Work to complete
Below are records; report the number of lines among them that include the word "struct", and nothing further.

Extracted information
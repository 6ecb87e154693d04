// SPDX-License-Identifier: Parity-7.0.0 OR PolyForm-Noncommercial-1.0.0
/*!
The boundary to a graphics API.

[GpuContext] is a thin, GL-shaped binding.  Like GL it has one piece of ambient
state, the currently bound texture, which every texture-scoped call operates on.
Callers must bind their own texture before each sequence of calls and never assume
a previous bind is still in effect.

Backends:
- [SoftwareContext] keeps texels in memory and journals every call.  Always available.
- `WgpuContext` emulates the same contract on wgpu.  Requires the `backend_wgpu` feature.
*/

use std::num::NonZeroU32;

use crate::bindings::coordinates::DestRect;
use crate::bindings::sampler::{SamplerType, WrapMode};
use crate::images::quad::QuadVertex;
use crate::pixel_formats::{PaletteLayout, UploadFormat};

mod error;
mod software;

pub use error::GpuError;
pub use software::{Command, SoftwareContext, SoftwareTexture};

#[cfg(feature = "backend_wgpu")]
mod wgpu;
#[cfg(feature = "backend_wgpu")]
pub use wgpu::WgpuContext;

/// An opaque, never-zero texture name.
#[derive(Debug, Clone, Copy, PartialEq, Eq, Hash, PartialOrd, Ord)]
pub struct TextureHandle(NonZeroU32);

impl TextureHandle {
    pub fn new(raw: u32) -> Option<Self> {
        NonZeroU32::new(raw).map(TextureHandle)
    }

    pub fn get(self) -> u32 {
        self.0.get()
    }
}

/// Source rectangle for direct texture drawing, in texels.
///
/// A negative height flips vertically, which is how GL crop rects address
/// textures whose first row is the top of the image.
#[derive(Debug, Clone, Copy, PartialEq, Eq)]
pub struct CropRect {
    pub x: i32,
    pub y: i32,
    pub width: i32,
    pub height: i32,
}

/**
A GPU context, reduced to what texture buffers need.

All calls may fail.  Calls taking no texture argument operate on the bound texture.
*/
pub trait GpuContext {
    /// Space-separated extension names, queried once at startup.
    fn extensions(&self) -> &str;

    fn max_texture_size(&self) -> u32;

    fn create_texture(&mut self) -> Result<TextureHandle, GpuError>;

    /// Releases a texture.  Unknown handles are ignored.
    fn delete_texture(&mut self, texture: TextureHandle);

    fn bind_texture(&mut self, texture: TextureHandle) -> Result<(), GpuError>;

    fn set_texture_parameters(&mut self, sampler: SamplerType, wrap: WrapMode) -> Result<(), GpuError>;

    /// (Re)specifies the whole texture.  `None` allocates storage without contents.
    fn upload_texture(
        &mut self,
        width: u32,
        height: u32,
        format: UploadFormat,
        data: Option<&[u8]>,
    ) -> Result<(), GpuError>;

    /// Replaces a sub-rectangle.  `data` is tightly packed; there is no stride parameter.
    fn upload_subregion(
        &mut self,
        x: u32,
        y: u32,
        width: u32,
        height: u32,
        format: UploadFormat,
        data: &[u8],
    ) -> Result<(), GpuError>;

    /// Specifies the whole texture from a palette block followed by 8-bit indices.
    fn upload_compressed(
        &mut self,
        width: u32,
        height: u32,
        palette: PaletteLayout,
        data: &[u8],
    ) -> Result<(), GpuError>;

    /// Draws the bound texture as a 4-vertex triangle strip.
    fn draw_triangle_strip(&mut self, vertices: &[QuadVertex; 4]) -> Result<(), GpuError>;

    /// Draws a cropped region of the bound texture straight to the screen.
    fn draw_texture_direct(&mut self, _crop: CropRect, _dest: DestRect) -> Result<(), GpuError> {
        Err(GpuError::Unsupported("direct texture drawing"))
    }
}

Output for this exercise
2